Congresswoman Jan Schakowsky, an Evanston Democrat in the 9th Congressional District:
"Today is a historic day when the Supreme Court declared that the Affordable Care Act and the health security it brings is the law of the land. With President Obama's leadership, Congress enacted the most significant law in half a century. ... When Obamacare is fully implemented, exclusions for pre-existing conditions like cancer, heart disease, and AIDS will be a thing of the past. No longer will families be bankrupt because someone gets sick. People with mental illness will get the care they need. Today is a day for celebration. Tomorrow we will get back to work ensuring that every American can take advantage of the benefits of Obamacare and have access to affordable, comprehensive and high quality health care."
Congressman Joe Walsh, a McHenry Republican in the 8th Congressional District:
"I'm disappointed but I'm pretty resolute. It was a terribly ironic decision. Think about what the court just said. The court said the only way this passes constitutional muster is if it's a tax. Congress can't force anybody to get insurance, but Congress can tax people. ... This is going to be a tax increase on middle class Americans."

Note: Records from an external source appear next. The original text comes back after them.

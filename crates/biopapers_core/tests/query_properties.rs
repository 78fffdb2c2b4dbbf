use biopapers_core::{
    filter_papers, search_papers, unique_years, Organism, PaperFilter, PaperRecord,
};
use proptest::prelude::*;

fn organism_strategy() -> impl Strategy<Value = Organism> {
    prop::sample::select(Organism::ALL.to_vec())
}

fn paper_strategy() -> impl Strategy<Value = PaperRecord> {
    (
        "[a-zA-Z ]{0,24}",
        "[a-z]{0,8}(, [a-z]{0,8}){0,3}",
        0i32..2030,
        organism_strategy(),
    )
        .prop_map(|(title, keywords, year, organism)| PaperRecord {
            title,
            keywords,
            year,
            organism,
            ..PaperRecord::default()
        })
}

fn papers_strategy() -> impl Strategy<Value = Vec<PaperRecord>> {
    prop::collection::vec(paper_strategy(), 0..24).prop_map(|mut papers| {
        for (index, paper) in papers.iter_mut().enumerate() {
            paper.id = index as u32 + 1;
        }
        papers
    })
}

fn ids(papers: &[&PaperRecord]) -> Vec<u32> {
    papers.iter().map(|paper| paper.id).collect()
}

proptest! {
    #[test]
    fn search_returns_subsequence(papers in papers_strategy(), query in "[a-zA-Z ]{0,4}") {
        let hit_ids = ids(&search_papers(&papers, &query));
        let mut cursor = papers.iter().map(|paper| paper.id);
        for id in hit_ids {
            prop_assert!(cursor.any(|candidate| candidate == id));
        }
    }

    #[test]
    fn filter_predicates_commute(
        papers in papers_strategy(),
        organism in prop::option::of(organism_strategy()),
        year in prop::option::of(2000i32..2030),
        keyword in prop::option::of("[a-z]{1,2}"),
    ) {
        let combined = PaperFilter { organism, year, keyword: keyword.clone() };
        let only_organism = PaperFilter { organism, ..PaperFilter::default() };
        let only_year = PaperFilter { year, ..PaperFilter::default() };
        let only_keyword = PaperFilter { keyword, ..PaperFilter::default() };

        let forward = filter_papers(
            filter_papers(filter_papers(&papers, &only_organism), &only_year),
            &only_keyword,
        );
        let backward = filter_papers(
            filter_papers(filter_papers(&papers, &only_keyword), &only_year),
            &only_organism,
        );
        let together = filter_papers(&papers, &combined);

        prop_assert_eq!(ids(&forward), ids(&together));
        prop_assert_eq!(ids(&backward), ids(&together));
    }

    #[test]
    fn unique_years_strictly_descending_and_known(papers in papers_strategy()) {
        let years = unique_years(&papers);
        prop_assert!(years.iter().all(|year| *year > 0));
        prop_assert!(years.windows(2).all(|pair| pair[0] > pair[1]));
    }
}
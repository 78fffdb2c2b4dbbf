use biopapers_core::{matching_topic, respond, ChatSession, Organism, PaperRecord, Topic};

fn paper(id: u32, title: &str, authors: &str, keywords: &str, year: i32) -> PaperRecord {
    PaperRecord {
        id,
        title: title.to_string(),
        authors: authors.to_string(),
        keywords: keywords.to_string(),
        year,
        summary: format!("Summary of {title}."),
        organism: Organism::Other,
        ..PaperRecord::default()
    }
}

fn library() -> Vec<PaperRecord> {
    vec![
        paper(1, "Bone density in orbit", "Smith J, Doe A, Roe B", "microgravity, bone", 2016),
        paper(2, "Spaceflight cardiology", "Garcia M", "cardiovascular", 2020),
        paper(3, "Seedlings on the ISS", "Smith J, Lee K", "Microgravity, seedlings", 2022),
        paper(4, "Neural effects of cosmic rays", "Ito H", "cosmic rays", 2023),
        paper(5, "Undated archive entry", "", "microgravity", 0),
        paper(6, "Long-term cardiovascular monitoring", "Ngata T", "cardiovascular", 2021),
    ]
}

#[test]
fn microgravity_answer_counts_and_previews_three_papers() {
    let papers = library();
    let answer = respond("Tell me about MICROGRAVITY", &papers);

    assert!(answer.starts_with("I found 3 studies related to microgravity:"));
    assert!(answer.contains("• \"Bone density in orbit\" (2016) - Summary of Bone density in orbit...."));
    assert!(answer.contains("\"Seedlings on the ISS\" (2022)"));
    assert!(answer.contains("\"Undated archive entry\" (0)"));
    assert_eq!(answer.matches('•').count(), 3);
    assert!(answer.ends_with("and cellular adaptations."));
}

#[test]
fn earlier_rule_shadows_later_overlapping_rule() {
    let papers = library();
    assert_eq!(
        matching_topic("latest microgravity papers", &papers),
        Some(Topic::Microgravity)
    );
    assert_eq!(matching_topic("latest papers", &papers), Some(Topic::Recency));
}

#[test]
fn declining_rule_lets_later_rules_answer() {
    let papers = vec![paper(1, "Spaceflight cardiology", "Garcia M", "cardiovascular", 2020)];
    assert_eq!(
        matching_topic("weightless muscle", &papers),
        Some(Topic::Muscle)
    );
    assert!(respond("weightless muscle", &papers).starts_with("Muscle atrophy in space"));
}

#[test]
fn canned_topics_answer_regardless_of_data() {
    assert!(respond("plant growth?", &[]).starts_with("Plant growth in space"));
    assert!(respond("radiation risk", &[]).starts_with("Space radiation is"));
    assert!(respond("HELLO there", &[]).starts_with("Hello! I'm here to help"));
    assert!(respond("Can you help?", &[]).starts_with("I can help you with:"));
}

#[test]
fn researcher_answer_lists_first_two_authors_per_paper() {
    let papers = library();
    let answer = respond("who are the authors", &papers);
    assert!(answer.starts_with("Our database includes work from 6+ researchers."));
    assert!(answer.contains("Smith J, Doe A, Garcia M, Lee K, Ito H, and many others"));
    assert!(!answer.contains("Roe B"));
}

#[test]
fn recency_answer_reports_span_and_window() {
    let papers = library();
    let answer = respond("What's recent?", &papers);
    assert_eq!(
        answer,
        "Our database includes research from 2016 to 2023. Recent publications (2021-2023) focus on: \"Seedlings on the ISS\", \"Neural effects of cosmic rays\", \"Long-term cardiovascular monitoring\"."
    );
}

#[test]
fn fallback_summarizes_top_search_hit() {
    let papers = library();
    let answer = respond("cardiovascular", &papers);
    assert_eq!(matching_topic("cardiovascular", &papers), None);
    assert!(answer.starts_with("I found 2 relevant papers:\n\n\"Spaceflight cardiology\" (2020)"));
    assert!(answer.ends_with("There are 1 more related papers in our database."));

    let single = respond("seedlings", &papers);
    assert!(single.starts_with("I found 1 relevant paper:"));
    assert!(single.ends_with("Summary of Seedlings on the ISS."));
}

#[test]
fn unmatched_query_reports_collection_size() {
    let papers = library();
    let answer = respond("tardigrades", &papers);
    assert!(answer.starts_with("I found 6 research papers in our database"));
}

#[test]
fn empty_collection_never_leaks_sentinels() {
    let answer = respond("which year is covered", &[]);
    assert!(!answer.contains("inf"));
    assert!(answer.contains("does not contain any dated publications"));

    let researchers = respond("top researchers", &[]);
    assert!(researchers.contains("does not list any researchers"));
}

#[test]
fn session_transcript_uses_rule_answers() {
    let papers = library();
    let mut session = ChatSession::new();
    let reply = session
        .ask("radiation", &papers)
        .expect("non-blank input is answered")
        .content
        .clone();
    assert!(reply.starts_with("Space radiation"));
    assert_eq!(session.messages().len(), 3);
}

#[test]
fn blank_question_gets_collection_overview() {
    let papers = library();
    for question in ["", "   ", "\t\n"] {
        let answer = respond(question, &papers);
        assert!(answer.starts_with("I found 6 research papers in our database"));
        assert!(!answer.contains("relevant"));
    }
    assert_eq!(matching_topic("   ", &papers), None);
}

Tammy Duckworth, of Hoffman Estates, Democratic candidate in the 8th Congressional District:
"As someone who survived a serious health crisis I understand how important it is to have affordable and quality health care. The ruling today is a victory for children with pre-existing conditions who can't be denied coverage, women who can't be charged a higher premium, seniors who won't suddenly find themselves without coverage, and young adults who will be covered under their parents until they are 26. However, I'm still concerned that ACA places an unfair burden on employers, especially our small businesses. We will need to evaluate these provisions as we move forward. I look forward to getting to Washington, rolling up my sleeves and getting to work."